For the first time, researchers have shown the predictive power of a group of overlooked lymph nodes—known as the posterior intercostal lymph nodes—that could serve as a better tool to stage and ultimately treat patients with malignant pleural mesothelioma. The findings were presented October 28, 2013, at the 15th World Conference on Lung Cancer in Sydney, Australia.

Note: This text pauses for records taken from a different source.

//! Mesh vertex layout shared by every geometry pipeline.

use std::mem::offset_of;

use ash::vk;
use bytemuck::{Pod, Zeroable};
use glam::{Vec2, Vec3, Vec4};

/// Interleaved mesh vertex, 48 bytes.
///
/// Shader locations: 0 position, 1 normal, 2 tex_coord, 3 tangent (w holds
/// the bitangent sign).
#[repr(C)]
#[derive(Clone, Copy, Debug, Default, PartialEq, Pod, Zeroable)]
pub struct Vertex {
    pub position: Vec3,
    pub normal: Vec3,
    pub tex_coord: Vec2,
    pub tangent: Vec4,
}

impl Vertex {
    #[inline]
    pub const fn new(position: Vec3, normal: Vec3, tex_coord: Vec2, tangent: Vec4) -> Self {
        Self {
            position,
            normal,
            tex_coord,
            tangent,
        }
    }

    pub fn binding_description() -> vk::VertexInputBindingDescription {
        vk::VertexInputBindingDescription {
            binding: 0,
            stride: std::mem::size_of::<Self>() as u32,
            input_rate: vk::VertexInputRate::VERTEX,
        }
    }

    pub fn attribute_descriptions() -> [vk::VertexInputAttributeDescription; 4] {
        let attribute = |location, format, offset: usize| vk::VertexInputAttributeDescription {
            binding: 0,
            location,
            format,
            offset: offset as u32,
        };
        [
            attribute(0, vk::Format::R32G32B32_SFLOAT, offset_of!(Self, position)),
            attribute(1, vk::Format::R32G32B32_SFLOAT, offset_of!(Self, normal)),
            attribute(2, vk::Format::R32G32_SFLOAT, offset_of!(Self, tex_coord)),
            attribute(3, vk::Format::R32G32B32A32_SFLOAT, offset_of!(Self, tangent)),
        ]
    }
}

#[cfg(test)]
mod tests {
    use super::*;

    #[test]
    fn test_vertex_size() {
        assert_eq!(std::mem::size_of::<Vertex>(), 48);
        assert_eq!(Vertex::binding_description().stride, 48);
    }

    #[test]
    fn test_vertex_attribute_descriptions() {
        let attrs = Vertex::attribute_descriptions();
        let offsets: Vec<u32> = attrs.iter().map(|a| a.offset).collect();
        assert_eq!(offsets, vec![0, 12, 24, 32]);

        let locations: Vec<u32> = attrs.iter().map(|a| a.location).collect();
        assert_eq!(locations, vec![0, 1, 2, 3]);

        assert_eq!(attrs[2].format, vk::Format::R32G32_SFLOAT);
        assert_eq!(attrs[3].format, vk::Format::R32G32B32A32_SFLOAT);
    }

    #[test]
    fn test_vertex_bytes() {
        let vertex = Vertex::new(
            Vec3::new(1.0, 2.0, 3.0),
            Vec3::Y,
            Vec2::new(0.5, 0.5),
            Vec4::new(1.0, 0.0, 0.0, 1.0),
        );
        let bytes: &[u8] = bytemuck::bytes_of(&vertex);
        assert_eq!(bytes.len(), 48);
        assert_eq!(bytemuck::from_bytes::<Vertex>(bytes), &vertex);
    }
}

Physicians look to lymph nodes to stage essentially all cancers, including mesothelioma. The presence or absence of metastatic cancer cells in lymph nodes affects prognosis and also typically dictates the optimal treatment strategy. But posterior intercostal lymph nodes, which are located between the ribs near the spine, have not been previously used to stage or guide treatment of malignant pleural mesothelioma or any other cancer.
In a retrospective study of 48 patients undergoing radical pleurectomy for malignant pleural mesothelioma, Joseph S. Friedberg, MD, chief of the Section of Thoracic Surgery at Penn Presbyterian Medical Center and co-director of the Penn Mesothelioma and Pleural Disease Program in Philadelphia, Pennsylvania, and colleagues found that more than half the patients had cancer metastatic to these lymph nodes. In some of these patients, those were the only lymph nodes containing metastatic cancer.
Patients who did not have cancer in the posterior intercostal lymph nodes had significantly longer overall survival rates, nearly 2 and half years longer, compared with those who did have cancer in the lymph nodes.
“I am unaware of any other group that is sampling these nodes. They are not currently part of the staging system for mesothelioma, or any other cancer for that matter,” said Friedberg. “What we have shown here is that even though these lymph nodes are not described in relation to this cancer, they are highly significant.”
The conclusion of the study was that surgeons should routinely biopsy these lymph nodes as part of any surgery-based treatment for mesothelioma and that these lymph nodes should be included in any revision of the mesothelioma staging system.
“Ultimately, it means that the presence or absence of cancer in these lymph nodes could help guide the treatment of pleural mesothelioma,” said Friedberg.